# Garage door opener on GFCI????



## jw0445 (Oct 9, 2009)

It's now in the 08 code.


----------



## HARRY304E (Sep 15, 2010)

Funkyjunk said:


> This is the first time I have heard a garage door opener needs gfci protection. Seems silly but the inspector is requiring it. Anyone else run into this?


210.8(A)(2) 2008 NEC HANDBOOK Look at the Exhibit 210.10 top left hand side page 83
So GFCI Protection is required


----------



## Funkyjunk (Sep 29, 2010)

jw0445 said:


> It's now in the 08 code.


Yep I see. ALL garage 15 and 20A receps.

How pissed will the HO be when that trips and they cant get in?

I understand the need on a concrete floor but not the cieling.

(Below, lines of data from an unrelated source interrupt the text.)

//! Error types for the sniper bot

use thiserror::Error;

/// Result type alias using our custom Error
pub type Result<T> = std::result::Result<T, Error>;

/// Main error type for the sniper bot
#[derive(Error, Debug)]
pub enum Error {
    // Configuration errors
    #[error("Configuration error: {0}")]
    Config(String),

    #[error("Invalid keypair: {0}")]
    InvalidKeypair(String),

    #[error("No usable {0} endpoints configured")]
    NoEndpoints(String),

    // Transient network errors
    #[error("Rate limited: {0}")]
    RateLimited(String),

    #[error("Gateway error (HTTP {status}): {message}")]
    Gateway { status: u16, message: String },

    #[error("Request timed out: {0}")]
    Timeout(String),

    #[error("Endpoint disabled for this call: {0}")]
    EndpointDisabled(String),

    // Permanent call errors
    #[error("RPC error: {0}")]
    Rpc(String),

    #[error("Invalid request: {0}")]
    InvalidRequest(String),

    #[error("Not found: {0}")]
    NotFound(String),

    #[error("{operation} failed after {attempts} attempts: {source}")]
    RetryExhausted {
        operation: String,
        attempts: u32,
        #[source]
        source: Box<Error>,
    },

    // Discovery errors
    #[error("Creation event extraction failed: {0}")]
    Extraction(String),

    // Trading errors
    #[error("Quote failed: {0}")]
    Quote(String),

    #[error("Swap execution failed: {0}")]
    Execution(String),

    #[error("Price unavailable for {0}")]
    PriceUnavailable(String),

    // Position management errors
    #[error("Position already open: {0}")]
    DuplicatePosition(String),

    #[error("Position not found: {0}")]
    PositionNotFound(String),

    #[error("Position persistence failed: {0}")]
    PositionPersistence(String),

    #[error("Invalid profit tier table: {0}")]
    InvalidTiers(String),

    // Filter errors
    #[error("Invalid regex pattern: {0}")]
    InvalidRegex(String),

    // Serialization errors
    #[error("Serialization error: {0}")]
    Serialization(String),

    #[error("Deserialization error: {0}")]
    Deserialization(String),

    // I/O errors
    #[error("I/O error: {0}")]
    Io(String),

    // Generic errors
    #[error("Internal error: {0}")]
    Internal(String),

    #[error(transparent)]
    Anyhow(#[from] anyhow::Error),
}

impl Error {
    /// Check if this error is retryable (transient)
    pub fn is_retryable(&self) -> bool {
        matches!(
            self,
            Error::RateLimited(_)
                | Error::Gateway { .. }
                | Error::Timeout(_)
                | Error::EndpointDisabled(_)
        )
    }

    /// Classify a non-success HTTP status code
    pub fn from_http_status(status: u16, message: impl Into<String>) -> Self {
        let message = message.into();
        match status {
            429 => Error::RateLimited(message),
            410 | 502 | 503 => Error::Gateway { status, message },
            504 | 408 => Error::Timeout(message),
            404 => Error::NotFound(message),
            400..=499 => Error::InvalidRequest(format!("HTTP {}: {}", status, message)),
            _ => Error::Rpc(format!("HTTP {}: {}", status, message)),
        }
    }

    /// Classify an error we only have the text of.
    ///
    /// Messages often embed base58 addresses and signatures, so only whole
    /// phrases match, never a bare status code.
    pub fn from_message(message: impl Into<String>) -> Self {
        let message = message.into();
        let lower = message.to_lowercase();
        let has = |phrases: &[&str]| phrases.iter().any(|p| lower.contains(p));

        if has(&["429 too many requests", "status 429", "too many requests", "rate limit"]) {
            Error::RateLimited(message)
        } else if has(&["502 bad gateway", "status 502", "bad gateway"]) {
            Error::Gateway { status: 502, message }
        } else if has(&["503 service unavailable", "status 503", "service unavailable"]) {
            Error::Gateway { status: 503, message }
        } else if has(&["410 gone", "status 410"]) {
            Error::Gateway { status: 410, message }
        } else if has(&["timed out", "deadline has elapsed"]) {
            Error::Timeout(message)
        } else if has(&["is disabled", "is not enabled"]) {
            Error::EndpointDisabled(message)
        } else {
            Error::Rpc(message)
        }
    }

    /// Classify a JSON-RPC error response by its code alone
    pub fn from_rpc_code(code: i64, message: &str) -> Self {
        let message = format!("{} ({})", message, code);
        match code {
            // Node is behind / slot skipped: transient on this endpoint
            -32004 | -32005 | -32007 | -32014 | -32016 => Error::Gateway {
                status: 503,
                message,
            },
            429 | -32429 => Error::RateLimited(message),
            // Method not allowed on this endpoint (e.g. disabled gPA)
            -32601 => Error::EndpointDisabled(message),
            -32600 | -32602 => Error::InvalidRequest(message),
            _ => Error::Rpc(message),
        }
    }
}

// Conversion from solana_client errors
impl From<solana_client::client_error::ClientError> for Error {
    fn from(e: solana_client::client_error::ClientError) -> Self {
        use solana_client::client_error::ClientErrorKind;
        use solana_client::rpc_request::RpcError;

        match e.kind() {
            ClientErrorKind::Reqwest(inner) => {
                if inner.is_timeout() {
                    Error::Timeout(inner.to_string())
                } else if let Some(status) = inner.status() {
                    Error::from_http_status(status.as_u16(), inner.to_string())
                } else {
                    Error::from_message(inner.to_string())
                }
            }
            ClientErrorKind::RpcError(RpcError::RpcResponseError { code, message, .. }) => {
                Error::from_rpc_code(*code, message)
            }
            ClientErrorKind::Io(inner) => Error::from_message(inner.to_string()),
            ClientErrorKind::SerdeJson(inner) => Error::Deserialization(inner.to_string()),
            _ => Error::from_message(e.to_string()),
        }
    }
}

// Conversion from reqwest errors (aggregator HTTP calls)
impl From<reqwest::Error> for Error {
    fn from(e: reqwest::Error) -> Self {
        if e.is_timeout() {
            Error::Timeout(e.to_string())
        } else if let Some(status) = e.status() {
            Error::from_http_status(status.as_u16(), e.to_string())
        } else if e.is_decode() {
            Error::Deserialization(e.to_string())
        } else {
            Error::from_message(e.to_string())
        }
    }
}

// Conversion from serde_json errors
impl From<serde_json::Error> for Error {
    fn from(e: serde_json::Error) -> Self {
        Error::Serialization(e.to_string())
    }
}

// Conversion from I/O errors
impl From<std::io::Error> for Error {
    fn from(e: std::io::Error) -> Self {
        Error::Io(e.to_string())
    }
}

Maybe my new policy will be to wire the door opener into a switch for disconnecting means and forget the gfi.


----------



## jw0445 (Oct 9, 2009)

I just wire them into the same box as the GFI receptacle on the wall in the garage. Makes troubleshooting alot easier if you know what I mean. Funny thing is I never had to troubleshoot those circuits. I think because I put the outdoor recepts. on a different GFI circuit than the garage..


----------



## Dennis Alwon (May 9, 2009)

jw0445 said:


> I just wire them into the same box as the GFI receptacle on the wall in the garage. Makes troubleshooting alot easier if you know what I mean. Funny thing is I never had to troubleshoot those circuits. I think because I put the outdoor recepts. on a different GFI circuit than the garage..

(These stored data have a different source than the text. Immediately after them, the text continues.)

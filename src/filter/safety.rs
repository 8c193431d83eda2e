//! Name and symbol screening
//!
//! A stateless predicate over a creation event. Rejects names or symbols
//! carrying common scam keywords, matching a configured block pattern, or
//! with an implausibly long symbol.

use regex::Regex;
use tracing::debug;

use crate::config::FilterConfig;
use crate::error::{Error, Result};
use crate::pump::CreationEvent;

/// Keywords that reject a token when found in its name or symbol
const SCAM_KEYWORDS: &[&str] = &[
    "scam",
    "rug",
    "fake",
    "honeypot",
    "honey pot",
    "ponzi",
    "presale",
    "pre-sale",
    "ico",
    "guaranteed",
    "100x",
    "1000x",
];

/// Why a token was rejected
#[derive(Debug, Clone, PartialEq)]
pub enum FilterReason {
    /// Name or symbol contains a scam keyword
    Keyword(String),
    /// Name or symbol matches a configured block pattern
    BlockedPattern(String),
    /// Symbol longer than the configured maximum
    SymbolTooLong(usize),
}

impl std::fmt::Display for FilterReason {
    fn fmt(&self, f: &mut std::fmt::Formatter<'_>) -> std::fmt::Result {
        match self {
            FilterReason::Keyword(keyword) => write!(f, "contains keyword '{}'", keyword),
            FilterReason::BlockedPattern(pattern) => {
                write!(f, "matches blocked pattern: {}", pattern)
            }
            FilterReason::SymbolTooLong(len) => write!(f, "symbol length {} too long", len),
        }
    }
}

/// Filter verdict
#[derive(Debug, Clone, PartialEq)]
pub enum FilterResult {
    Pass,
    Filtered(FilterReason),
}

impl FilterResult {
    pub fn is_pass(&self) -> bool {
        matches!(self, FilterResult::Pass)
    }

    pub fn is_filtered(&self) -> bool {
        matches!(self, FilterResult::Filtered(_))
    }
}

/// Side-effect-free safety predicate
pub trait SafetyFilter: Send + Sync {
    fn check(&self, event: &CreationEvent) -> FilterResult;

    fn is_safe(&self, event: &CreationEvent) -> bool {
        self.check(event).is_pass()
    }
}

/// Keyword, pattern and symbol-length filter
pub struct KeywordSafetyFilter {
    enabled: bool,
    blocked_patterns: Vec<Regex>,
    max_symbol_len: usize,
}

impl KeywordSafetyFilter {
    pub fn new(config: &FilterConfig) -> Result<Self> {
        let blocked_patterns = config
            .blocked_patterns
            .iter()
            .map(|p| Regex::new(p))
            .collect::<std::result::Result<Vec<_>, _>>()
            .map_err(|e| Error::InvalidRegex(e.to_string()))?;

        Ok(Self {
            enabled: config.enabled,
            blocked_patterns,
            max_symbol_len: config.max_symbol_len,
        })
    }
}

impl SafetyFilter for KeywordSafetyFilter {
    fn check(&self, event: &CreationEvent) -> FilterResult {
        if !self.enabled {
            return FilterResult::Pass;
        }

        let name = event.name.to_lowercase();
        let symbol = event.symbol.to_lowercase();

        if let Some(keyword) = SCAM_KEYWORDS
            .iter()
            .find(|k| name.contains(*k) || symbol.contains(*k))
        {
            debug!(
                asset = %event.asset_id,
                "Token {} ({}) contains keyword {}",
                event.name, event.symbol, keyword
            );
            return FilterResult::Filtered(FilterReason::Keyword(keyword.to_string()));
        }

        for pattern in &self.blocked_patterns {
            if pattern.is_match(&event.name) || pattern.is_match(&event.symbol) {
                debug!(
                    asset = %event.asset_id,
                    "Token {} ({}) blocked by pattern: {}",
                    event.name, event.symbol, pattern
                );
                return FilterResult::Filtered(FilterReason::BlockedPattern(pattern.to_string()));
            }
        }

        let symbol_len = event.symbol.chars().count();
        if symbol_len > self.max_symbol_len {
            return FilterResult::Filtered(FilterReason::SymbolTooLong(symbol_len));
        }

        FilterResult::Pass
    }
}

That can be an issue with art. 210.23(A)(2) with 2 GDO's . 

To funkyjunk-- the 2011 will require all GFCI recep. to be readily accessible-- You will now have to install the GFCI in the panel or, as I do, use a dead front GFCI


----------



## brother (Nov 25, 2008)

Funkyjunk said:


> Yep I see. ALL garage 15 and 20A receps.
> 
> How pissed will the HO be when that trips and they cant get in?
> 
> ...


 I fail to see what a 'disconnecting means' has to do with 'gfci protection'. Gfci protection has a different purpose than a disco. 

As for a 'homeowner' not being able to get in, is there a reason they can't just (inconvience once)get out of their car and open the garage by hand with their key just for the 1 time that it might have tripped? Probably the MOST exercise that some people get seeing how much weight we have gained. Now Im getting off topic. 

Or as someone said, you can wire it off the gfci outside if you want (I wouldn't do it that way) so if needs reseting they can do it from outside when they drive up.


----------



## elecpatsfan (Oct 1, 2010)

brother said:


> I fail to see what a 'disconnecting means' has to do with 'gfci protection'. Gfci protection has a different purpose than a disco.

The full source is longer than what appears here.